A Terceira Turma do Superior Tribunal de Justiça (STJ) decidiu que planos de saúde devem garantir a cobertura de cirurgias de feminização facial realizadas por mulheres trans dentro do processo transexualizador. O colegiado manteve a determinação para que uma operadora autorizasse os procedimentos solicitados por uma beneficiária, reforçando que essas intervenções não podem ser classificadas como meramente estéticas ou excluídas da assistência médica.
O caso analisado envolvia uma paciente que já havia realizado cirurgia de redesignação sexual e recebeu indicação médica para procedimentos como reconstrução craniana, retirada do “pomo de adão” e rinoplastia reparadora. A operadora havia negado a cobertura alegando que o rol da Agência Nacional de Saúde Suplementar (ANS) seria taxativo e que a legislação permitiria a exclusão de procedimentos que não cumprissem determinados critérios.
A relatora do processo, ministra Nancy Andrighi, destacou que o processo transexualizador faz parte de uma política de cuidado integral em saúde e lembrou que o próprio Sistema Único de Saúde (SUS) reconhece a importância desses procedimentos para pessoas trans. Segundo a ministra, as cirurgias indicadas no caso não tinham objetivo estético, mas eram fundamentais para adequar as características físicas da paciente à sua identidade de gênero e preservar seu bem-estar psicológico.

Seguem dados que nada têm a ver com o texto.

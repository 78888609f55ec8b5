use std::collections::HashMap;
use std::sync::Arc;

use async_trait::async_trait;
use cryptofolio_market_data::{MarketDataProvider, PriceHistory};
use log::{debug, info};

use crate::errors::Result;
use crate::holdings::{Holding, HoldingRepositoryTrait};

use super::aggregator::aggregate_portfolio_values;
use super::reconciler::reconcile_new_prices;
use super::volatility_errors::VolatilityError;
use super::volatility_model::{
    HoldingSeries, StandardDeviationHistory, StandardDeviationSnapshot, VolatilityUpdate,
};
use super::volatility_traits::{VolatilityRepositoryTrait, VolatilityServiceTrait};
use super::welford::WelfordEstimator;

/// Recomputes the running standard deviation of the total portfolio value.
///
/// Invocations must be serialized by the caller: each run reads the latest
/// persisted estimator state before appending new snapshots.
pub struct VolatilityService {
    holding_repository: Arc<dyn HoldingRepositoryTrait>,
    volatility_repository: Arc<dyn VolatilityRepositoryTrait>,
    market_data: Arc<dyn MarketDataProvider>,
}

impl VolatilityService {
    pub fn new(
        holding_repository: Arc<dyn HoldingRepositoryTrait>,
        volatility_repository: Arc<dyn VolatilityRepositoryTrait>,
        market_data: Arc<dyn MarketDataProvider>,
    ) -> Self {
        VolatilityService {
            holding_repository,
            volatility_repository,
            market_data,
        }
    }

    /// Loads every holding with its anchor price, fetches fresh histories and
    /// keeps only the unseen observations of each holding.
    async fn collect_new_prices(&self) -> Result<Vec<HoldingSeries>> {
        let holdings = self.holding_repository.list_holdings()?;
        if holdings.is_empty() {
            return Err(VolatilityError::NoHoldings.into());
        }

        let anchored: Vec<(Holding, Option<f64>)> = holdings
            .into_iter()
            .map(|holding| {
                let last_price = self.holding_repository.last_price_of(&holding.id)?;
                Ok((holding, last_price))
            })
            .collect::<Result<_>>()?;

        let names: Vec<String> = anchored.iter().map(|(h, _)| h.name.clone()).collect();
        let mut histories: HashMap<String, PriceHistory> = self
            .market_data
            .get_price_histories(&names)
            .await?
            .into_iter()
            .map(|history| (history.coin_id.clone(), history))
            .collect();

        anchored
            .into_iter()
            .map(|(holding, last_price)| {
                let history = histories
                    .remove(&holding.name)
                    .ok_or_else(|| VolatilityError::MissingPriceHistory(holding.name.clone()))?;
                let new_prices = reconcile_new_prices(last_price, &history.prices);
                debug!(
                    "{}: {} new prices since anchor {:?}",
                    holding.name,
                    new_prices.len(),
                    last_price
                );
                Ok(HoldingSeries {
                    holding_id: holding.id,
                    name: holding.name,
                    amount: holding.amount,
                    new_prices,
                })
            })
            .collect()
    }

    /// Appends every new price so the next run can anchor on it.
    async fn record_new_prices(&self, series: &[HoldingSeries]) -> Result<usize> {
        let mut recorded = 0;
        for holding in series {
            for price in &holding.new_prices {
                self.volatility_repository
                    .append_price_history(&holding.holding_id, *price)
                    .await?;
                recorded += 1;
            }
        }
        Ok(recorded)
    }

    /// Feeds the totals, in order, through an estimator seeded from the last
    /// snapshot, persisting the state after each sample.
    async fn replay(&self, totals: &[f64]) -> Result<Vec<StandardDeviationSnapshot>> {
        let mut estimator = match self.volatility_repository.latest_estimator_state()? {
            Some(state) => WelfordEstimator::from_state(state),
            None => WelfordEstimator::new(),
        };

        let mut snapshots = Vec::with_capacity(totals.len());
        for total in totals {
            estimator.add_sample(*total);
            let snapshot = self
                .volatility_repository
                .append_snapshot(estimator.state(), estimator.standard_deviation())
                .await?;
            snapshots.push(snapshot);
        }
        Ok(snapshots)
    }
}

#[async_trait]
impl VolatilityServiceTrait for VolatilityService {
    async fn calculate_new_standard_deviation(&self) -> Result<VolatilityUpdate> {
        let series = self.collect_new_prices().await?;

        // The first holding is the reference for "is there anything new".
        let has_new_prices = series
            .first()
            .map(|reference| !reference.new_prices.is_empty())
            .unwrap_or(false);
        if !has_new_prices {
            info!("No new prices since the last calculation");
            return Ok(VolatilityUpdate::NoNewData);
        }

        let values = aggregate_portfolio_values(&series)?;
        debug!("Total portfolio values: {:?}", values.totals);

        let recorded = self.record_new_prices(&series).await?;
        let snapshots = self.replay(&values.totals).await?;

        info!(
            "Recorded {} prices and {} standard deviation snapshots",
            recorded,
            snapshots.len()
        );
        Ok(VolatilityUpdate::Updated(snapshots))
    }

    async fn get_standard_deviation_history(&self) -> Result<StandardDeviationHistory> {
        let snapshots = self.volatility_repository.list_snapshots()?;
        if snapshots.is_empty() {
            let update = self.calculate_new_standard_deviation().await?;
            return Ok(StandardDeviationHistory::Calculated(update));
        }
        Ok(StandardDeviationHistory::Recorded(snapshots))
    }

    fn get_snapshots(&self) -> Result<Vec<StandardDeviationSnapshot>> {
        self.volatility_repository.list_snapshots()
    }
}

“A cirurgia de feminização facial, muito antes de melhorar a aparência, visa, no processo transexualizador, à autoafirmação do próprio indivíduo”, afirmou Nancy Andrighi. Para a magistrada, esses procedimentos contribuem para a prevenção do sofrimento causado pela incongruência de gênero, pelo preconceito e pelo estigma social enfrentado por pessoas trans. A decisão também ressaltou que as cirurgias estão previstas no rol da ANS e possuem codificação na Tabela de Terminologia Unificada de Saúde Suplementar (TUSS), consolidando o entendimento de que fazem parte dos cuidados necessários à saúde integral.